We misread words with difficult letters; we accidentally modernize a word with archaic spelling; we skip a line.

Everyone does it, and even though we humans don’t make as many mistakes as computers do reading handwriting, that might be small comfort for people who are trying to do their best at a difficult task.

Is it possible to classify the kinds of mistakes we make when we transcribe?

In the crowdsourcing community, we have the raw data--names which have been transcribed differently by different people, then passed through arbitration in systems like FamilySearch Indexing or Zooniverse. Words which were transcribed one way in an early draft, then corrected in a later version in systems like FromThePage or Wikisource--and could analyze those differences to look for common patterns. The conclusions of such an analysis could help us make our software easier to use, aid reviewers, and even automate some kinds of quality control.
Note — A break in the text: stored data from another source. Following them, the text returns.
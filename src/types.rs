use serde::{Deserialize, Serialize};

#[derive(Debug, Clone, Default, Deserialize, Serialize)]
#[serde(rename_all = "camelCase")]
pub struct Contact {
    #[serde(default)]
    pub phone: String,
    pub first_name: Option<String>,
    pub last_name: Option<String>,
    pub city: Option<String>,
}

#[derive(Default, Deserialize)]
#[serde(rename_all = "camelCase")]
pub struct TestConnectionRequest {
    pub account_sid: Option<String>,
    pub auth_token: Option<String>,
}

#[derive(Serialize)]
#[serde(rename_all = "camelCase")]
pub struct TestConnectionResponse {
    pub success: bool,
    pub account_name: String,
}

#[derive(Default, Deserialize)]
#[serde(rename_all = "camelCase")]
pub struct SendRequest {
    pub account_sid: Option<String>,
    pub auth_token: Option<String>,
    pub from: Option<String>,
    pub contacts: Option<Vec<Contact>>,
    pub message_template: Option<String>,
    pub opt_out_footer: Option<String>,
}

#[derive(Debug, Clone, PartialEq, Serialize)]
pub struct SendError {
    pub phone: String,
    pub reason: String,
}

#[derive(Serialize)]
pub struct SendResponse {
    pub success: bool,
    pub sent: usize,
    pub failed: usize,
    pub errors: Vec<SendError>,
}

/// Webhook form posted by the provider for each inbound SMS.
#[derive(Debug, Default, Deserialize)]
pub struct IncomingForm {
    #[serde(rename = "From", default)]
    pub from: String,
    #[serde(rename = "Body", default)]
    pub body: String,
}

#[derive(Debug, Clone, PartialEq, Serialize)]
pub struct IncomingMessage {
    pub phone: String,
    pub body: String,
    pub timestamp: String,
}

#[derive(Serialize)]
#[serde(rename_all = "camelCase")]
pub struct MessagesResponse {
    pub messages: Vec<IncomingMessage>,
    pub opted_out: Vec<String>,
}

#[derive(Default, Deserialize)]
#[serde(rename_all = "camelCase")]
pub struct ReplyRequest {
    pub account_sid: Option<String>,
    pub auth_token: Option<String>,
    #[serde(default)]
    pub from: String,
    #[serde(default)]
    pub to: String,
    #[serde(default)]
    pub body: String,
}

#[derive(Serialize)]
pub struct ReplyResponse {
    pub success: bool,
}

#[derive(Serialize)]
pub struct HealthResponse {
    pub status: String,
}
//! Per-contact message rendering

use crate::types::Contact;

pub const DEFAULT_FOOTER: &str = "Reply STOP to opt out.";

/// Fill the contact placeholders in `template` and append the opt-out footer
/// on its own line. Unknown `{tokens}` are left as-is.
pub fn render_message(template: Option<&str>, contact: &Contact, footer: Option<&str>) -> String {
    let field = |value: &Option<String>| value.clone().unwrap_or_default();

    let mut body = template
        .unwrap_or("")
        .replace("{firstName}", &field(&contact.first_name))
        .replace("{lastName}", &field(&contact.last_name))
        .replace("{city}", &field(&contact.city));

    let footer = footer.filter(|f| !f.is_empty()).unwrap_or(DEFAULT_FOOTER);
    body.push('\n');
    body.push_str(footer);
    body
}
//! Outbound pacing for broadcasts

use std::time::Duration;

use async_trait::async_trait;
use tokio::time::{self, Instant};

/// Gap enforced between the end of one provider send and the start of the
/// next within a broadcast.
pub const SEND_INTERVAL: Duration = Duration::from_millis(50);

#[async_trait]
pub trait RateLimiter: Send {
    /// Wait until the next send is allowed.
    async fn acquire(&mut self);

    /// Mark the send that followed `acquire` as finished.
    fn completed(&mut self);
}

pub struct FixedInterval {
    period: Duration,
    last_completed: Option<Instant>,
}

impl FixedInterval {
    pub fn new(period: Duration) -> Self {
        Self {
            period,
            last_completed: None,
        }
    }
}

#[async_trait]
impl RateLimiter for FixedInterval {
    async fn acquire(&mut self) {
        if let Some(last) = self.last_completed {
            time::sleep_until(last + self.period).await;
        }
    }

    fn completed(&mut self) {
        self.last_completed = Some(Instant::now());
    }
}

pub struct Unlimited;

#[async_trait]
impl RateLimiter for Unlimited {
    async fn acquire(&mut self) {}

    fn completed(&mut self) {}
}

#[derive(Debug, Clone, Copy, PartialEq)]
pub enum RatePolicy {
    FixedInterval(Duration),
    Unlimited,
}

impl Default for RatePolicy {
    fn default() -> Self {
        Self::FixedInterval(SEND_INTERVAL)
    }
}

impl RatePolicy {
    /// A fresh limiter, one per broadcast.
    pub fn limiter(&self) -> Box<dyn RateLimiter> {
        match *self {
            Self::FixedInterval(period) if !period.is_zero() => Box::new(FixedInterval::new(period)),
            _ => Box::new(Unlimited),
        }
    }
}

#[cfg(test)]
mod tests {
    use super::*;

    #[tokio::test]
    async fn test_first_acquire_is_immediate() {
        let mut limiter = RatePolicy::FixedInterval(Duration::from_millis(50)).limiter();
        let start = Instant::now();
        limiter.acquire().await;
        assert!(start.elapsed() < Duration::from_millis(50));
    }

    #[tokio::test]
    async fn test_waits_full_period_after_slow_send() {
        let mut limiter = RatePolicy::FixedInterval(Duration::from_millis(30)).limiter();
        limiter.acquire().await;
        // a send slower than the period must not eat into the gap
        time::sleep(Duration::from_millis(60)).await;
        limiter.completed();

        let done = Instant::now();
        limiter.acquire().await;
        assert!(done.elapsed() >= Duration::from_millis(30));
    }

    #[tokio::test]
    async fn test_no_wait_once_period_has_passed() {
        let mut limiter = RatePolicy::FixedInterval(Duration::from_millis(20)).limiter();
        limiter.acquire().await;
        limiter.completed();
        time::sleep(Duration::from_millis(40)).await;

        let start = Instant::now();
        limiter.acquire().await;
        assert!(start.elapsed() < Duration::from_millis(20));
    }

    #[tokio::test]
    async fn test_zero_interval_is_unlimited() {
        let mut limiter = RatePolicy::FixedInterval(Duration::ZERO).limiter();
        let start = Instant::now();
        for _ in 0..100 {
            limiter.acquire().await;
            limiter.completed();
        }
        assert!(start.elapsed() < Duration::from_millis(50));
    }

    #[test]
    fn test_default_policy() {
        assert_eq!(RatePolicy::default(), RatePolicy::FixedInterval(Duration::from_millis(50)));
    }
}
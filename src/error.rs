//! Error types for polylabel operations.

use thiserror::Error;

/// Errors that reject an input before the search starts.
///
/// Degenerate but well-formed input (collinear vertices, zero area) is not
/// an error: the search falls back to a defined point instead.
#[derive(Debug, Clone, PartialEq, Error)]
pub enum PolylabelError {
    /// The polygon has no vertices.
    #[error("invalid input: polygon has no vertices")]
    EmptyPolygon,

    /// Precision must be finite and strictly positive.
    #[error("invalid precision {precision}: must be finite and greater than zero")]
    InvalidPrecision {
        /// The rejected precision, widened to `f64`.
        precision: f64,
    },

    /// A vertex coordinate is NaN or infinite.
    #[error("vertex {index} has a non-finite coordinate")]
    NonFiniteCoordinate {
        /// Index of the first offending vertex.
        index: usize,
    },

    /// The bounding box is too large to measure distances across, in the
    /// coordinate type or in the chosen storage precision.
    #[error("polygon extent is too large to measure distances across")]
    ExtentOverflow,
}
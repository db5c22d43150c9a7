//! Square probe cells.

use super::options::StoragePrecision;
use crate::distance::signed_distance;
use crate::primitives::Point2;
use num_traits::Float;

/// A square region of the search, probed at its center.
///
/// `max_distance` bounds the signed distance of every point in the square:
/// no point is farther than `half_size * √2` from the center, so none can
/// be more than that much farther from the boundary either.
#[derive(Debug, Clone, Copy, PartialEq)]
pub struct Cell<F> {
    /// Center of the square.
    pub center: Point2<F>,
    /// Half the side length. Zero for the single-point candidate cells.
    pub half_size: F,
    /// Signed distance from the center to the polygon boundary.
    pub distance: F,
    /// Upper bound on the distance anywhere in the square.
    pub max_distance: F,
}

impl<F: Float> Cell<F> {
    /// Probes the square centered at `center` against `ring`.
    pub fn new(
        center: Point2<F>,
        half_size: F,
        ring: &[Point2<F>],
        storage: StoragePrecision,
    ) -> Self {
        let sqrt2 = (F::one() + F::one()).sqrt();
        let distance = storage.store(signed_distance(center, ring));
        let max_distance = storage.store(distance + half_size * sqrt2);

        Self {
            center,
            half_size,
            distance,
            max_distance,
        }
    }

    /// Probes a single point (a cell of zero size).
    pub fn point(center: Point2<F>, ring: &[Point2<F>], storage: StoragePrecision) -> Self {
        Self::new(center, F::zero(), ring, storage)
    }

    /// Returns true if this cell's center is a better label than `other`'s.
    ///
    /// A non-finite distance never wins, and any finite distance beats a
    /// non-finite one.
    #[inline]
    pub fn beats(&self, other: &Self) -> bool {
        self.distance.is_finite()
            && (self.distance > other.distance || !other.distance.is_finite())
    }

    /// Returns true if some point of this cell could beat `best` by more
    /// than `precision`.
    ///
    /// A cell whose bound is not finite is never split.
    #[inline]
    pub fn worth_splitting(&self, best: F, precision: F) -> bool {
        self.max_distance.is_finite() && self.max_distance - best > precision
    }

    /// Splits the cell into its four quadrants.
    ///
    /// Children come out in the order bottom-left, bottom-right, top-left,
    /// top-right.
    pub fn split(&self, ring: &[Point2<F>], storage: StoragePrecision) -> [Cell<F>; 4] {
        let h = self.half_size / (F::one() + F::one());
        let Point2 { x, y } = self.center;

        [
            Self::new(Point2::new(x - h, y - h), h, ring, storage),
            Self::new(Point2::new(x + h, y - h), h, ring, storage),
            Self::new(Point2::new(x - h, y + h), h, ring, storage),
            Self::new(Point2::new(x + h, y + h), h, ring, storage),
        ]
    }
}
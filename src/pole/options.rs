//! Search configuration.

use super::queue::QueueOrder;
use crate::error::PolylabelError;
use num_traits::Float;

/// How cell distances and bounds are stored once computed.
#[derive(Debug, Clone, Copy, PartialEq, Eq, Default)]
pub enum StoragePrecision {
    /// Keep values in the coordinate type `F`.
    #[default]
    Native,
    /// Round `distance` and `max_distance` through `f32` before storing them.
    ///
    /// Reproduces labellers that keep cell values in single precision. Pruning
    /// and tie-breaking then happen at `f32` resolution even for `f64` input.
    Single,
}

impl StoragePrecision {
    /// Applies this storage rounding to a freshly computed value.
    #[inline]
    pub fn store<F: Float>(self, value: F) -> F {
        match self {
            Self::Native => value,
            Self::Single => value
                .to_f32()
                .and_then(|single| F::from(single))
                .unwrap_or(value),
        }
    }
}

/// Options for the pole of inaccessibility search.
#[derive(Debug, Clone, Copy, PartialEq)]
pub struct PolylabelOptions<F> {
    /// Stop refining a cell once its bound beats the best distance by no
    /// more than this, in coordinate units. Must be finite and positive.
    pub precision: F,
    /// Order in which pending cells are examined.
    pub order: QueueOrder,
    /// Rounding applied to stored cell values.
    pub storage: StoragePrecision,
}

impl<F: Float> Default for PolylabelOptions<F> {
    fn default() -> Self {
        Self {
            precision: F::one(),
            order: QueueOrder::default(),
            storage: StoragePrecision::default(),
        }
    }
}

impl<F: Float> PolylabelOptions<F> {
    /// Creates default options with the given precision.
    pub fn with_precision(precision: F) -> Self {
        Self {
            precision,
            ..Default::default()
        }
    }

    /// Insertion-order queue with single-precision cell values.
    ///
    /// Matches, cell for cell, the classic queue-based implementations that
    /// examine cells in the order they were created.
    pub fn reference() -> Self {
        Self {
            order: QueueOrder::Fifo,
            storage: StoragePrecision::Single,
            ..Default::default()
        }
    }

    /// Sets the precision.
    pub fn precision(mut self, precision: F) -> Self {
        self.precision = precision;
        self
    }

    /// Sets the queue order.
    pub fn order(mut self, order: QueueOrder) -> Self {
        self.order = order;
        self
    }

    /// Sets the storage precision.
    pub fn storage(mut self, storage: StoragePrecision) -> Self {
        self.storage = storage;
        self
    }

    /// Checks that the search will terminate with these options.
    pub fn validate(&self) -> Result<(), PolylabelError> {
        if self.precision.is_finite() && self.precision > F::zero() {
            Ok(())
        } else {
            Err(PolylabelError::InvalidPrecision {
                precision: self.precision.to_f64().unwrap_or(f64::NAN),
            })
        }
    }
}
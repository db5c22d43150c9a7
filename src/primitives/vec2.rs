//! 2D vector type for edge directions and offsets.

use num_traits::Float;
use std::ops::Mul;

/// A 2D vector representing a direction or offset.
///
/// Generic over floating-point types (`f32` or `f64`).
#[derive(Debug, Clone, Copy, PartialEq)]
pub struct Vec2<F> {
    pub x: F,
    pub y: F,
}

impl<F: Float> Vec2<F> {
    /// Creates a new vector.
    #[inline]
    pub fn new(x: F, y: F) -> Self {
        Self { x, y }
    }

    /// Creates a zero vector.
    #[inline]
    pub fn zero() -> Self {
        Self {
            x: F::zero(),
            y: F::zero(),
        }
    }

    /// Computes the dot product with another vector.
    #[inline]
    pub fn dot(self, other: Self) -> F {
        self.x * other.x + self.y * other.y
    }

    /// Returns the squared magnitude (length squared).
    #[inline]
    pub fn magnitude_squared(self) -> F {
        self.dot(self)
    }

    /// Returns `true` if both components are exactly zero.
    #[inline]
    pub fn is_zero(self) -> bool {
        self.x == F::zero() && self.y == F::zero()
    }
}

impl<F: Float> Mul<F> for Vec2<F> {
    type Output = Self;

    #[inline]
    fn mul(self, scalar: F) -> Self {
        Self {
            x: self.x * scalar,
            y: self.y * scalar,
        }
    }
}

impl<F: Float> Default for Vec2<F> {
    fn default() -> Self {
        Self::zero()
    }
}
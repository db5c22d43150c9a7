//! Polygon rings: edge traversal, centroid and point containment.
//!
//! A polygon here is a single implicitly closed ring. The same
//! pairwise-adjacent edge walk ([`ring_edges`]) drives the centroid, the
//! crossing-number containment test and the distance field.
//!
//! # Example
//!
//! ```
//! use polylabel::polygon::Polygon;
//! use polylabel::Point2;
//!
//! let square = Polygon::new(vec![
//!     Point2::new(0.0, 0.0),
//!     Point2::new(2.0, 0.0),
//!     Point2::new(2.0, 2.0),
//!     Point2::new(0.0, 2.0),
//! ]);
//!
//! assert!(square.contains(Point2::new(1.0, 1.0)));
//! assert_eq!(square.centroid(), Some(Point2::new(1.0, 1.0)));
//! ```

mod core;

pub use core::{polygon_centroid, polygon_contains, ring_edges, Polygon};
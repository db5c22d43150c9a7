//! Signed distance from a point to a polygon ring.

mod sdf;

pub use sdf::{signed_distance, SignedDistance2};
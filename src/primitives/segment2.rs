//! 2D line segment type.

use super::{Point2, Vec2};
use num_traits::Float;

/// A 2D line segment defined by two endpoints.
///
/// Polygon edges are handed to the distance field as segments, so a
/// zero-length edge (repeated vertex) is a valid segment that behaves
/// like a single point.
#[derive(Debug, Clone, Copy, PartialEq)]
pub struct Segment2<F> {
    pub start: Point2<F>,
    pub end: Point2<F>,
}

impl<F: Float> Segment2<F> {
    /// Creates a new segment from two points.
    #[inline]
    pub fn new(start: Point2<F>, end: Point2<F>) -> Self {
        Self { start, end }
    }

    /// Returns the direction vector from start to end.
    #[inline]
    pub fn direction(self) -> Vec2<F> {
        self.end - self.start
    }

    /// Computes the closest point on the segment to the given point.
    ///
    /// The projection parameter is clamped to `[0, 1]`, so points beyond
    /// either end snap to that endpoint. Only an exactly zero-length
    /// segment is treated as a point.
    ///
    /// Returns a tuple of (closest_point, parameter_t).
    pub fn closest_point(self, p: Point2<F>) -> (Point2<F>, F) {
        let v = self.direction();
        if v.is_zero() {
            return (self.start, F::zero());
        }

        let t = (p - self.start).dot(v) / v.magnitude_squared();
        if t > F::one() {
            (self.end, F::one())
        } else if t > F::zero() {
            (self.start + v * t, t)
        } else {
            (self.start, F::zero())
        }
    }

    /// Computes the squared distance from a point to this segment.
    #[inline]
    pub fn distance_squared_to_point(self, p: Point2<F>) -> F {
        let (closest, _) = self.closest_point(p);
        p.distance_squared(closest)
    }

    /// Returns `true` if a horizontal ray cast from `p` towards +x crosses
    /// this segment.
    ///
    /// Uses the half-open rule `(start.y > p.y) != (end.y > p.y)`, so a
    /// vertex lying exactly on the ray is counted for one of its two
    /// edges only and horizontal edges never count.
    #[inline]
    pub fn crosses_ray_from(self, p: Point2<F>) -> bool {
        let (a, b) = (self.start, self.end);
        (a.y > p.y) != (b.y > p.y) && p.x < (b.x - a.x) * (p.y - a.y) / (b.y - a.y) + a.x
    }
}
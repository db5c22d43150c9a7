//! Core polygon ring type and basic operations.

use crate::bounds::Aabb2;
use crate::distance::signed_distance;
use crate::error::PolylabelError;
use crate::pole::{polylabel_with, Polylabel, PolylabelOptions};
use crate::primitives::{Point2, Segment2};
use log::debug;
use num_traits::Float;

/// A single polygon ring represented as a sequence of vertices.
///
/// The ring is implicitly closed: the last vertex connects back to the
/// first, so the first vertex should not be repeated at the end. Either
/// winding order is accepted. Holes and multi-ring shapes are not modeled.
#[derive(Debug, Clone, PartialEq)]
pub struct Polygon<F> {
    /// The vertices of the ring, in order.
    pub vertices: Vec<Point2<F>>,
}

impl<F: Float> Polygon<F> {
    /// Creates a new polygon from vertices.
    #[inline]
    pub fn new(vertices: Vec<Point2<F>>) -> Self {
        Self { vertices }
    }

    /// Returns true if the polygon has no vertices.
    #[inline]
    pub fn is_empty(&self) -> bool {
        self.vertices.is_empty()
    }

    /// Returns the number of vertices.
    #[inline]
    pub fn len(&self) -> usize {
        self.vertices.len()
    }

    /// Iterates over the closed ring's edges, see [`ring_edges`].
    pub fn edges(&self) -> impl Iterator<Item = Segment2<F>> + '_ {
        ring_edges(&self.vertices)
    }

    /// Returns the bounding box, or `None` for an empty polygon.
    pub fn bounding_box(&self) -> Option<Aabb2<F>> {
        Aabb2::from_points(self.vertices.iter().copied())
    }

    /// Returns the area-weighted centroid, see [`polygon_centroid`].
    pub fn centroid(&self) -> Option<Point2<F>> {
        polygon_centroid(&self.vertices)
    }

    /// Tests if a point is inside the polygon.
    pub fn contains(&self, point: Point2<F>) -> bool {
        polygon_contains(&self.vertices, point)
    }

    /// Returns the signed distance from `point` to the boundary
    /// (positive inside, negative outside).
    pub fn signed_distance(&self, point: Point2<F>) -> F {
        signed_distance(point, &self.vertices)
    }

    /// Finds the pole of inaccessibility to within `precision`.
    ///
    /// Shorthand for [`polylabel_with`] with default options apart from the
    /// precision.
    pub fn polylabel(&self, precision: F) -> Result<Polylabel<F>, PolylabelError> {
        polylabel_with(&self.vertices, &PolylabelOptions::with_precision(precision))
    }
}

impl<F: Float> From<Vec<Point2<F>>> for Polygon<F> {
    fn from(vertices: Vec<Point2<F>>) -> Self {
        Self::new(vertices)
    }
}

/// Iterates over the edges of an implicitly closed ring.
///
/// Edge `i` runs from `ring[i]` to the previous vertex, so the first edge
/// is the closing pair `ring[0] -> ring[n - 1]`. A single vertex yields one
/// zero-length edge and an empty ring yields nothing.
pub fn ring_edges<F: Float>(ring: &[Point2<F>]) -> impl Iterator<Item = Segment2<F>> + '_ {
    let previous = ring.last().copied().into_iter().chain(ring.iter().copied());
    ring.iter()
        .copied()
        .zip(previous)
        .map(|(a, b)| Segment2::new(a, b))
}

/// Computes the area-weighted centroid of a ring.
///
/// Accumulates the shoelace terms over [`ring_edges`]. When the signed area
/// sums to exactly zero (collinear vertices, or a ring whose lobes cancel)
/// the first vertex is returned instead of dividing by zero. The same
/// fallback applies when the cubic terms overflow for very large
/// coordinates, so the result is always a finite point for finite input.
///
/// Returns `None` only for an empty ring.
pub fn polygon_centroid<F: Float>(ring: &[Point2<F>]) -> Option<Point2<F>> {
    let first = *ring.first()?;
    let three = F::one() + F::one() + F::one();

    let (x, y, area) = ring_edges(ring).fold(
        (F::zero(), F::zero(), F::zero()),
        |(x, y, area), edge| {
            let (a, b) = (edge.start, edge.end);
            let f = a.x * b.y - b.x * a.y;
            (x + (a.x + b.x) * f, y + (a.y + b.y) * f, area + f * three)
        },
    );

    if area == F::zero() {
        debug!(
            "[Centroid] zero signed area over {} vertices, using first vertex",
            ring.len()
        );
        return Some(first);
    }

    let centroid = Point2::new(x / area, y / area);
    if !centroid.is_finite() {
        debug!(
            "[Centroid] shoelace sums overflowed over {} vertices, using first vertex",
            ring.len()
        );
        return Some(first);
    }

    Some(centroid)
}

/// Tests if a point is inside a ring using even-odd ray casting.
///
/// Points on the boundary may return either true or false.
pub fn polygon_contains<F: Float>(ring: &[Point2<F>], point: Point2<F>) -> bool {
    ring_edges(ring).fold(false, |inside, edge| {
        inside ^ edge.crosses_ray_from(point)
    })
}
Such an analysis has never been published by people running web-based transcription platforms.

That said, 21st century crowdsourcing volunteers are not the first people to copy text from a handwritten exemplar to a new medium; typists, printers, clerks, and scribes have been doing nearly the same thing for thousands of years. Editors and other textual scholars in classics, biblical studies, and medieval studies have had to work with differences between copies of the same text, determining which variant might be an error and which might be original (or conjecturing an original if both variants look wrong). Over centuries, they’ve created an extensive literature analyzing scribal errors, classifying them and identifying probable causes.

Could we learn from them?

Martin Worthington is an Assyriologist who has asked the same question. In Principles of Akkadian Textual Criticism, he introduces the conclusions of textual scholars from other disciplines to his own field, describing each type of scribal error and looking for examples from Mesopotamian documents.

For the most part, he finds that the classifications apply accurately, even though scribes wrote clay tablets instead of parchment or paper. Scribes were most likely to make these errors when working with unfamiliar kinds of texts or when they were sleepy, but errors also occurred when the original was damaged or the style of handwriting was unfamiliar.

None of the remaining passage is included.